> WORK INSTRUCTIONS:
Go through the data and retrieve each line that includes the string "unwrap".

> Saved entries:
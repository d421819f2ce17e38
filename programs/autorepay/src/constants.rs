use anchor_lang::prelude::*;

// PDA Seeds
#[constant]
pub const LOAN_VAULT_SEED: &[u8] = b"loan_vault";
#[constant]
pub const VAULT_TOKEN_SEED: &[u8] = b"vault_token";
#[constant]
pub const SCOPE_SEED: &[u8] = b"scope";
#[constant]
pub const RESERVE_POOL_SEED: &[u8] = b"reserve_pool";
#[constant]
pub const RESERVE_TOKEN_SEED: &[u8] = b"reserve_token";
#[constant]
pub const POSITION_SEED: &[u8] = b"position";
#[constant]
pub const LOAN_RECORD_SEED: &[u8] = b"loan";
#[constant]
pub const LOAN_RECEIPT_SEED: &[u8] = b"receipt";

// Reward index precision (1e18)
pub const REWARD_PRECISION: u128 = 1_000_000_000_000_000_000;

// Basis points denominator
pub const BPS_DENOMINATOR: u64 = 10_000;

// Simple interest is quoted per 365-day year
pub const SECONDS_PER_YEAR: u64 = 365 * 24 * 3600;

// Config limits (in basis points)
pub const MAX_INTEREST_RATE_BPS: u64 = 10_000; // 100% APR
pub const MAX_ORIGINATION_FEE_BPS: u64 = 500; // 5%
pub const MAX_LIQUIDATION_FEE_BPS: u64 = 1_000; // 10%
pub const MAX_KEEPER_TIP_BPS: u64 = 500; // 5%

// Config defaults
pub const DEFAULT_MAX_LTV_BPS: u64 = 4_000; // 40%
pub const DEFAULT_LIQUIDATION_THRESHOLD_BPS: u64 = 7_500; // 75%
pub const DEFAULT_INTEREST_RATE_BPS: u64 = 500; // 5% APR
pub const DEFAULT_ORIGINATION_FEE_BPS: u64 = 100; // 1%
pub const DEFAULT_LIQUIDATION_FEE_BPS: u64 = 500; // 5%
pub const DEFAULT_KEEPER_TIP_BPS: u64 = 50; // 0.5%
pub const DEFAULT_INSURANCE_FUND_BPS: u64 = 1_000; // 10%
pub const DEFAULT_MIN_LOAN_AMOUNT: u64 = 1_000_000_000; // 1 token at 9 decimals
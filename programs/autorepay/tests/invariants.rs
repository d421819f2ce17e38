mod common;

use anchor_lang::prelude::*;
use autorepay::state::{LoanStatus, ReservePool, SupporterPosition};
use common::*;
use proptest::prelude::*;

#[derive(Clone, Debug)]
enum Op {
    DepositYield(u64),
    Harvest(i64),
    Repay(u64, i64),
    Revalue(u64),
    Liquidate(u64, i64),
}

fn op_strategy() -> impl Strategy<Value = Op> {
    prop_oneof![
        (1u64..20 * UNIT).prop_map(Op::DepositYield),
        (0i64..60 * DAY).prop_map(Op::Harvest),
        (0u64..30 * UNIT, 0i64..60 * DAY).prop_map(|(amount, dt)| Op::Repay(amount, dt)),
        (0u64..200 * UNIT).prop_map(Op::Revalue),
        (0u64..60 * UNIT, 0i64..60 * DAY).prop_map(|(amount, dt)| Op::Liquidate(amount, dt)),
    ]
}

proptest! {
    #![proptest_config(ProptestConfig::with_cases(128))]

    #[test]
    fn prop_loan_lifecycle_invariants(
        amount in UNIT..=40 * UNIT,
        ops in prop::collection::vec(op_strategy(), 1..40),
    ) {
        let mut h = Harness::new();
        let borrower = Pubkey::new_unique();
        let liquidator = Pubkey::new_unique();
        let mut pledge = h.issue(borrower, 1_000, 100 * UNIT);
        let mut loan = h.borrow(borrower, &mut pledge, amount, T0).unwrap();
        let disbursed = loan.outcome.disbursed;

        let mut now = T0;
        let mut deposited = 0u64;
        let mut last_index = h.reserve.global_index;
        let mut last_accrual = loan.record.last_accrual_time;

        for op in ops {
            let vault_before = h.vault.clone();
            let record_before = loan.record.clone();
            let position_before = pledge.position.clone();
            let reserve_before = h.reserve.clone();

            let result = match op {
                Op::DepositYield(value) => {
                    deposited += value;
                    h.reserve.deposit_yield(value).map(|_| ())
                }
                Op::Harvest(dt) => {
                    now += dt;
                    h.vault
                        .harvest_loan(&mut loan.record, &mut pledge.position, &mut h.reserve, now)
                        .map(|_| ())
                }
                Op::Repay(value, dt) => {
                    now += dt;
                    h.vault.repay_loan(&mut loan.record, value, now).map(|_| ())
                }
                Op::Revalue(total_principal) => {
                    h.scope.total_principal = total_principal;
                    Ok(())
                }
                Op::Liquidate(value, dt) => {
                    now += dt;
                    h.vault
                        .liquidate_loan(
                            &mut loan.record,
                            &mut pledge.position,
                            &h.scope,
                            liquidator,
                            value,
                            now,
                        )
                        .map(|_| ())
                }
            };

            if result.is_err() {
                prop_assert_eq!(&h.vault, &vault_before);
                prop_assert_eq!(&loan.record, &record_before);
                prop_assert_eq!(&pledge.position, &position_before);
                prop_assert_eq!(&h.reserve, &reserve_before);
            }

            // Monotonic clocks and index
            prop_assert!(h.reserve.global_index >= last_index);
            prop_assert!(loan.record.last_accrual_time >= last_accrual);
            last_index = h.reserve.global_index;
            last_accrual = loan.record.last_accrual_time;

            // Never repay past what is due
            prop_assert!(loan.record.amount_repaid <= loan.record.total_due().unwrap());

            let active = u64::from(loan.record.status == LoanStatus::Active);
            prop_assert_eq!(h.vault.active_loan_count, active);

            // Custody follows status
            match loan.record.status {
                LoanStatus::Active | LoanStatus::Repaid => {
                    prop_assert_eq!(pledge.position.holder, h.vault_key);
                }
                LoanStatus::Liquidated => {
                    prop_assert_eq!(pledge.position.holder, liquidator);
                }
            }

            // Every token the vault token account received is on a ledger
            prop_assert_eq!(
                h.vault.total_backing().unwrap(),
                INITIAL_LIQUIDITY - disbursed + h.vault.total_repaid
            );
            prop_assert_eq!(h.reserve.balance + h.reserve.total_distributed, deposited);
        }
    }

    #[test]
    fn prop_claims_never_exceed_deposits(
        shares in prop::collection::vec(1u128..1_000_000, 1..6),
        steps in prop::collection::vec((1u64..1_000 * UNIT, any::<bool>()), 1..30),
    ) {
        let mut pool = ReservePool {
            scope: Pubkey::new_unique(),
            ..ReservePool::default()
        };
        let mut positions: Vec<SupporterPosition> = shares
            .iter()
            .map(|&s| {
                pool.register_shares(s).unwrap();
                SupporterPosition {
                    scope: pool.scope,
                    shares: s,
                    claim_cursor: pool.global_index,
                    ..SupporterPosition::default()
                }
            })
            .collect();

        let mut deposited = 0u64;
        let mut claimed = 0u64;
        for (i, (amount, claim)) in steps.into_iter().enumerate() {
            pool.deposit_yield(amount).unwrap();
            deposited += amount;
            if claim {
                let position = &mut positions[i % shares.len()];
                let amount = pool.claim(position).unwrap();
                if amount > 0 {
                    prop_assert_eq!(position.claim_cursor, pool.global_index);
                }
                claimed += amount;
            }
        }
        for position in positions.iter_mut() {
            claimed += pool.claim(position).unwrap();
        }

        prop_assert!(claimed <= deposited);
        prop_assert_eq!(pool.balance, deposited - claimed);
        prop_assert_eq!(pool.total_distributed, claimed);
    }
}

> RESULT BELOW:
        let mut loan = h.borrow(borrower, &mut pledge, amount, T0).unwrap();
            prop_assert!(loan.record.amount_repaid <= loan.record.total_due().unwrap());
                h.vault.total_backing().unwrap(),
                pool.register_shares(s).unwrap();
            pool.deposit_yield(amount).unwrap();
                let amount = pool.claim(position).unwrap();
            claimed += pool.claim(position).unwrap();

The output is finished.